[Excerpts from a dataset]
---

//! Conversion from provider geometry to map-layer rings.

use super::types::{Geometry, LatLng, Ring};

fn swap_ring(ring: &Ring) -> Vec<LatLng> {
    ring.iter().map(|[lng, lat]| [*lat, *lng]).collect()
}

/// Convert a geometry to `[lat, lng]` rings.
///
/// A `Polygon` yields all of its rings. A `MultiPolygon` yields only the rings of
/// its first polygon; further disjoint parts (offshore islands, exclaves) are
/// dropped. Any other geometry yields no rings.
pub fn to_lat_lng_rings(geometry: &Geometry) -> Vec<Vec<LatLng>> {
    match geometry {
        Geometry::Polygon(rings) => rings.iter().map(swap_ring).collect(),
        Geometry::MultiPolygon(polygons) => polygons
            .first()
            .map(|rings| rings.iter().map(swap_ring).collect())
            .unwrap_or_default(),
        Geometry::Other(_) => Vec::new(),
    }
}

---

§ TASK ITEM
Could the entries above be output once more, exactly as they are?

§ REPLY
//! Conversion from provider geometry to map-layer rings.

use super::types::{Geometry, LatLng, Ring};

fn swap_ring(ring: &Ring) -> Vec<LatLng> {
    ring.iter().map(|[lng, lat]| [*lat, *lng]).collect()
}

/// Convert a geometry to `[lat, lng]` rings.
///
/// A `Polygon` yields all of its rings. A `MultiPolygon` yields only the rings of
/// its first polygon; further disjoint parts (offshore islands, exclaves) are
/// dropped. Any other geometry yields no rings.
pub fn to_lat_lng_rings(geometry: &Geometry) -> Vec<Vec<LatLng>> {
    match geometry {
        Geometry::Polygon(rings) => rings.iter().map(swap_ring).collect(),
        Geometry::MultiPolygon(polygons) => polygons
            .first()
            .map(|rings| rings.iter().map(swap_ring).collect())
            .unwrap_or_default(),
        Geometry::Other(_) => Vec::new(),
    }
}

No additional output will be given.